When the Orbital-1 cargo resupply mission arrived at the International Space Station Sunday, an experiment designed by NASA's Glenn Research Center in Cleveland was among the cargo onboard.
The experiment, entitled, "Burning and Suppression of Solids - II (BASS-II)," will investigate the combustion of a variety of solid materials. Samples to be burned include assorted plastic items and fabric sheets. These experiments will provide novel science data and help guide more comprehensive flight experiments under development.
Orbital-1 is NASA's first contracted resupply mission to the space station by U.S. company Orbital Sciences Corp. of Dulles, Va. Orbital's Cygnus spacecraft launched atop the company's Antares rocket from NASA's Wallops Flight Facility in Virginia at 1:07 p.m. EST on Thursday, Jan. 9.
Orbital developed its Antares and Cygnus with NASA and successfully completed a test mission to the space station in September, enabling the first of eight planned contract resupply flights by the company. Expedition 38 crew members captured the Orbital-1 Cygnus using the space station's robotic arm at 6:08 a.m. EST on Sunday. The capsule is scheduled to remain attached to the station through mid-January. It then will return for a destructive reentry in Earth's atmosphere.
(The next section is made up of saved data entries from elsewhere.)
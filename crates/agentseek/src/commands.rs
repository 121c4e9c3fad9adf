//! agentseek command implementations

use anyhow::{Context, Result};
use std::io::Write;
use std::sync::Arc;
use tracing::{info, warn};

use agentseek_agent::trading::MarketClient;
use agentseek_agent::{
    AgentFactory, AgentRole, FixedRouter, Interaction, QueryAnswer, QueryOutcome, StdinConfirmer,
};
use agentseek_config::paths::ensure_dir;
use agentseek_config::{self, Config};
use agentseek_memory::MemoryStore;
use agentseek_provider::OpenAiProvider;

/// Write the default config and create the data directories
pub async fn init_command() -> Result<()> {
    println!("◆ Initializing agentseek...");
    println!("━━━━━━━━━━━━━━━━━━━━━━━━━━━");

    let config = agentseek_config::init()
        .await
        .context("Failed to initialize configuration")?;

    for dir in [agentseek_config::prompts_dir(), agentseek_config::memory_dir()] {
        ensure_dir(&dir)
            .await
            .with_context(|| format!("Failed to create {}", dir.display()))?;
    }

    println!("Config:    {}", agentseek_config::config_path().display());
    println!("Work dir:  {}", config.work_dir().display());
    println!("\n◆ agentseek initialized");
    println!("\nNext steps:");
    println!("  1. Add your API key to the config or set OPENAI_API_KEY");
    println!("  2. Start chatting: agentseek engage -m \"Hello!\"");

    Ok(())
}

fn print_answer(answer: &QueryAnswer) {
    if let Some(reasoning) = &answer.reasoning {
        println!("\n◆ {} reasoning:\n{}", answer.agent, reasoning);
    }
    println!("\n◆ {}: {}", answer.agent, answer.answer);
}

/// Build the agent session from config
async fn build_interaction(config: Config, agent: Option<String>) -> Result<Interaction> {
    let api_key = config
        .api_key()
        .context("No API key configured. Set provider.api_key or OPENAI_API_KEY")?;
    let provider = OpenAiProvider::new(
        api_key,
        config.provider.api_base.clone(),
        Some(config.provider.model.clone()),
    );

    let save_session = config.agent.save_session;
    let recover = config.agent.recover_last_session;

    let prompts = agentseek_config::prompts_dir();
    let mut factory = AgentFactory::new(Arc::new(provider), config, Arc::new(StdinConfirmer));
    if prompts.is_dir() {
        factory = factory.with_prompt_dir(prompts);
    }

    let mut interaction = Interaction::new(factory.roster()?)?;

    if let Some(name) = agent {
        let role: AgentRole = name.parse().map_err(anyhow::Error::msg)?;
        interaction = interaction.with_router(FixedRouter(role));
    }

    if save_session || recover {
        let store = MemoryStore::new(agentseek_config::memory_dir());
        interaction = interaction.with_store(store, save_session);
        if recover {
            let restored = interaction.recover_sessions().await;
            info!("◆ restored {} saved sessions", restored);
        }
    }

    Ok(interaction)
}

/// Talk to the agents, once or interactively
pub async fn engage_command(message: Option<String>, agent: Option<String>) -> Result<()> {
    let config = Config::load().await?;
    let interaction = build_interaction(config, agent).await?;

    if let Some(msg) = message {
        match interaction.think(&msg).await {
            QueryOutcome::Answered(answer) => {
                print_answer(&answer);
                if !answer.success {
                    anyhow::bail!("{} did not complete the request", answer.agent);
                }
            }
            QueryOutcome::Busy => anyhow::bail!("Session is busy"),
        }
        return Ok(());
    }

    println!("◆ Interactive mode (type 'exit' to quit)");
    println!("◆ Agents: {}", interaction.agent_names().join(", "));
    println!("━━━━━━━━━━━━━━━━━━━━━━━━━━━━━━━━━━━━━━━━");

    loop {
        print!("◆ ");
        std::io::stdout().flush()?;

        let mut input = String::new();
        if std::io::stdin().read_line(&mut input)? == 0 {
            break;
        }

        let input = input.trim();
        if input.is_empty() {
            continue;
        }
        if input == "exit" || input == "quit" {
            break;
        }

        match interaction.think(input).await {
            QueryOutcome::Answered(answer) => {
                print_answer(&answer);
                println!();
            }
            QueryOutcome::Busy => warn!("◆ still working on the previous request"),
        }
    }

    Ok(())
}

/// Print the moving-average signal for a symbol
pub async fn signal_command(symbol: String) -> Result<()> {
    let config = Config::load().await?;
    let client = MarketClient::from_config(&config);
    let symbol = symbol.to_uppercase();

    let report = client
        .analyze(&symbol)
        .await
        .with_context(|| format!("Failed to compute signal for {}", symbol))?;

    println!("◆ {}", symbol);
    println!("━━━━━━━━━━━━━━━━━━━━━━━━━━━");
    println!("Price:   {} USDT", report.price);
    println!("Average: {:.4} USDT", report.average);
    println!("Signal:  {}", report.signal);

    Ok(())
}

fn flag(set: bool) -> &'static str {
    if set {
        "[Set]"
    } else {
        "[Missing]"
    }
}

fn presence(path: &std::path::Path) -> &'static str {
    if path.exists() {
        "[OK]"
    } else {
        "[Missing]"
    }
}

/// Show configuration status
pub async fn status_command() -> Result<()> {
    let config_path = agentseek_config::config_path();
    let config = Config::load().await?;
    let work_dir = config.work_dir();

    println!("◆ agentseek Status");
    println!("━━━━━━━━━━━━━━━━━━━━━━━━━━━");

    println!("Config:    {} {}", config_path.display(), presence(&config_path));
    println!("Work dir:  {} {}", work_dir.display(), presence(&work_dir));
    println!("Model:     {}", config.provider.model);
    println!("API Key:   {}", flag(config.has_api_key()));

    let (key, secret) = config.trading_credentials();
    println!("Binance:   {}", flag(key.is_some() && secret.is_some()));
    println!("Search:    {}", flag(config.searxng_url().is_some()));
    println!("Flights:   {}", flag(config.flight_api_key().is_some()));
    println!(
        "Safety:    {}",
        if config.agent.safety { "On" } else { "Off" }
    );

    println!("\n◆ Ready");

    Ok(())
}
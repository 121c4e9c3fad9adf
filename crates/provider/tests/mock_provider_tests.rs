//! Provider trait tests: mockall mocks and an HTTP round trip against mockito

use async_trait::async_trait;
use mockall::mock;
use agentseek_provider::{ChatParams, ChatResponse, Message, OpenAiProvider, Provider, ProviderError};

mock! {
    pub Provider {}

    #[async_trait]
    impl Provider for Provider {
        async fn chat(&self, params: ChatParams) -> Result<ChatResponse, ProviderError>;
        fn default_model(&self) -> String;
        fn is_configured(&self) -> bool;
    }
}

#[tokio::test]
async fn test_mock_provider_chat_returns_success() {
    let mut mock = MockProvider::new();
    mock.expect_chat()
        .times(1)
        .returning(|_| Ok(ChatResponse::text("Hello from mock!")));

    let response = mock.chat(ChatParams::default()).await.unwrap();
    assert_eq!(response.answer(), "Hello from mock!");
}

#[tokio::test]
async fn test_mock_provider_sees_transcript() {
    let mut mock = MockProvider::new();
    mock.expect_chat()
        .times(1)
        .withf(|params| params.messages.len() == 2 && params.messages[1].role == "user")
        .returning(|_| Ok(ChatResponse::text("ok")));

    let params = ChatParams {
        messages: vec![Message::system("sys"), Message::user("Do something")],
        ..Default::default()
    };
    assert!(mock.chat(params).await.is_ok());
}

#[tokio::test]
async fn test_mock_provider_chat_returns_error() {
    let mut mock = MockProvider::new();
    mock.expect_chat()
        .times(1)
        .returning(|_| Err(ProviderError::Api("Mock API error".to_string())));

    match mock.chat(ChatParams::default()).await {
        Err(ProviderError::Api(msg)) => assert_eq!(msg, "Mock API error"),
        _ => panic!("Expected Api error"),
    }
}

#[tokio::test]
async fn test_openai_provider_round_trip() {
    let mut server = mockito::Server::new_async().await;
    let mock = server
        .mock("POST", "/chat/completions")
        .match_header("authorization", "Bearer sk-test")
        .with_status(200)
        .with_header("content-type", "application/json")
        .with_body(
            r#"{"choices":[{"message":{"role":"assistant","content":"<think>plan</think>Hi!"},"finish_reason":"stop"}]}"#,
        )
        .create_async()
        .await;

    let provider = OpenAiProvider::new("sk-test", Some(server.url()), Some("m".to_string()));
    let params = ChatParams {
        messages: vec![Message::user("hello")],
        ..Default::default()
    };
    let response = provider.chat(params).await.unwrap();

    assert_eq!(response.answer(), "Hi!");
    assert_eq!(response.reasoning.as_deref(), Some("plan"));
    mock.assert_async().await;
}

#[tokio::test]
async fn test_openai_provider_rate_limited() {
    let mut server = mockito::Server::new_async().await;
    server
        .mock("POST", "/chat/completions")
        .with_status(429)
        .with_body(r#"{"error":{"message":"slow down"}}"#)
        .create_async()
        .await;

    let provider = OpenAiProvider::new("sk-test", Some(server.url()), None);
    let result = provider.chat(ChatParams::default()).await;
    assert!(matches!(result, Err(ProviderError::RateLimited)));
}

#[tokio::test]
async fn test_openai_provider_api_error() {
    let mut server = mockito::Server::new_async().await;
    server
        .mock("POST", "/chat/completions")
        .with_status(400)
        .with_body(r#"{"error":{"message":"unknown model"}}"#)
        .create_async()
        .await;

    let provider = OpenAiProvider::new("sk-test", Some(server.url()), None);
    match provider.chat(ChatParams::default()).await {
        Err(ProviderError::Api(msg)) => assert_eq!(msg, "unknown model"),
        other => panic!("Expected Api error, got {:?}", other.map(|r| r.content)),
    }
}

#[tokio::test]
async fn test_openai_provider_without_key_fails_fast() {
    let provider = OpenAiProvider::new("", Some("http://127.0.0.1:1".to_string()), None);
    let result = provider.chat(ChatParams::default()).await;
    assert!(matches!(result, Err(ProviderError::NoApiKey)));
}
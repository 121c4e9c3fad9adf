//! Money-moving tools: exchange orders and fine payments
//!
//! Both validate their parameters before touching the confirmer or any
//! backend, and ask for confirmation when safety mode is on.

use async_trait::async_trait;
use std::sync::Arc;
use tracing::{info, warn};

use super::{require_params, Tool, ToolError, ERROR_MARKER};
use crate::blocks::Block;
use crate::confirm::Confirmer;
use crate::trading::{MarketClient, OrderRequest};

pub const ORDER_CANCELLED: &str = "Order cancelled by user.";
pub const PAYMENT_CANCELLED: &str = "Payment cancelled.";

/// `binance_trade` blocks: `symbol`, `qty`, `side`, optional `type`
pub struct BinanceTrader {
    client: Arc<MarketClient>,
    confirmer: Arc<dyn Confirmer>,
}

impl BinanceTrader {
    pub fn new(client: Arc<MarketClient>, confirmer: Arc<dyn Confirmer>) -> Self {
        Self { client, confirmer }
    }

    fn parse_order(block: &Block) -> Result<OrderRequest, ToolError> {
        let values = require_params(block, &["symbol", "qty", "side"])?;
        let (symbol, qty, side) = (values[0], values[1], values[2]);

        let quantity: f64 = qty
            .parse()
            .map_err(|_| ToolError::InvalidParam(format!("invalid quantity '{}'", qty)))?;
        if quantity <= 0.0 {
            return Err(ToolError::InvalidParam(format!(
                "quantity must be positive, got {}",
                qty
            )));
        }
        let side = side.to_uppercase();
        if side != "BUY" && side != "SELL" {
            return Err(ToolError::InvalidParam(format!(
                "side must be BUY or SELL, got {}",
                side
            )));
        }

        let mut order = OrderRequest::market(symbol, &side, quantity);
        if let Some(order_type) = block.param("type") {
            order.order_type = order_type.to_uppercase();
        }
        Ok(order)
    }

    async fn trade(&self, block: &Block, safety: bool) -> Result<String, ToolError> {
        let order = Self::parse_order(block)?;
        if !self.client.has_credentials() {
            return Err(ToolError::NotConfigured("Binance client".to_string()));
        }

        if safety {
            let question = format!(
                "Execute {} {} {}?",
                order.side,
                block.param("qty").unwrap_or_default(),
                order.symbol
            );
            if !self.confirmer.confirm(&question) {
                info!("◆ order for {} declined", order.symbol);
                return Ok(ORDER_CANCELLED.to_string());
            }
        }

        match self.client.place_order(&order).await {
            Ok(body) => Ok(format!(
                "Order placed: {} {} {}\n{}",
                order.side, order.quantity, order.symbol, body
            )),
            Err(e) => {
                warn!("◆ order failed: {}", e);
                Ok(format!("{} placing order: {}", ERROR_MARKER, e))
            }
        }
    }
}

#[async_trait]
impl Tool for BinanceTrader {
    fn tag(&self) -> &str {
        "binance_trade"
    }

    fn name(&self) -> &str {
        "Binance Trader"
    }

    fn description(&self) -> &str {
        "Place a spot order on Binance. Requires symbol, qty and side (BUY or SELL)."
    }

    fn usage(&self) -> String {
        "```binance_trade\nsymbol=BTCUSDT\nqty=0.001\nside=BUY\ntype=MARKET\n```".to_string()
    }

    async fn execute(&self, blocks: &[Block], safety: bool) -> String {
        let mut outputs = Vec::new();
        for block in blocks {
            let output = self
                .trade(block, safety)
                .await
                .unwrap_or_else(|e| e.render());
            if self.execution_failure_check(&output) {
                return output;
            }
            outputs.push(output);
        }
        outputs.join("\n")
    }

    fn interpreter_feedback(&self, output: &str) -> String {
        if self.execution_failure_check(output) || output.starts_with(ORDER_CANCELLED) {
            output.to_string()
        } else {
            format!("Trade executed: {}", output)
        }
    }
}

/// Backend that actually moves the money for `pay_fine`
#[async_trait]
pub trait PaymentGateway: Send + Sync {
    async fn pay(&self, account: &str, amount: &str) -> Result<String, ToolError>;
}

/// Gateway that only reports what it would have paid
#[derive(Debug, Default, Clone, Copy)]
pub struct SimulatedGateway;

#[async_trait]
impl PaymentGateway for SimulatedGateway {
    async fn pay(&self, account: &str, amount: &str) -> Result<String, ToolError> {
        Ok(format!("Paid {} from {}", amount, account))
    }
}

/// `pay_fine` blocks: `account`, `amount`
pub struct FinePayment {
    gateway: Arc<dyn PaymentGateway>,
    confirmer: Arc<dyn Confirmer>,
}

impl FinePayment {
    pub fn new(gateway: Arc<dyn PaymentGateway>, confirmer: Arc<dyn Confirmer>) -> Self {
        Self { gateway, confirmer }
    }

    async fn pay(&self, block: &Block, safety: bool) -> Result<String, ToolError> {
        let values = require_params(block, &["account", "amount"])?;
        let (account, amount) = (values[0], values[1]);

        if safety && !self.confirmer.confirm(&format!("Pay {} from {}?", amount, account)) {
            info!("◆ payment from {} declined", account);
            return Ok(PAYMENT_CANCELLED.to_string());
        }

        self.gateway.pay(account, amount).await
    }
}

#[async_trait]
impl Tool for FinePayment {
    fn tag(&self) -> &str {
        "pay_fine"
    }

    fn name(&self) -> &str {
        "Fine Payment"
    }

    fn description(&self) -> &str {
        "Pay a fine from an account. Requires account and amount."
    }

    fn usage(&self) -> String {
        "```pay_fine\naccount=A1\namount=50\n```".to_string()
    }

    async fn execute(&self, blocks: &[Block], safety: bool) -> String {
        let mut outputs = Vec::new();
        for block in blocks {
            let output = self
                .pay(block, safety)
                .await
                .unwrap_or_else(|e| e.render());
            if self.execution_failure_check(&output) {
                return output;
            }
            outputs.push(output);
        }
        outputs.join("\n")
    }

    fn interpreter_feedback(&self, output: &str) -> String {
        if self.execution_failure_check(output) || output.starts_with(PAYMENT_CANCELLED) {
            output.to_string()
        } else {
            format!("Payment result: {}", output)
        }
    }
}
The International Space Station is a convergence of science, technology and human innovation that demonstrates new technologies and makes research breakthroughs not possible on Earth. The space station has had continuous human occupation since November 2000. In that time it has been visited by more than 200 people and a variety of international and commercial spacecraft. The space station remains the springboard to NASA's next great leap in exploration, including future missions to an asteroid and Mars.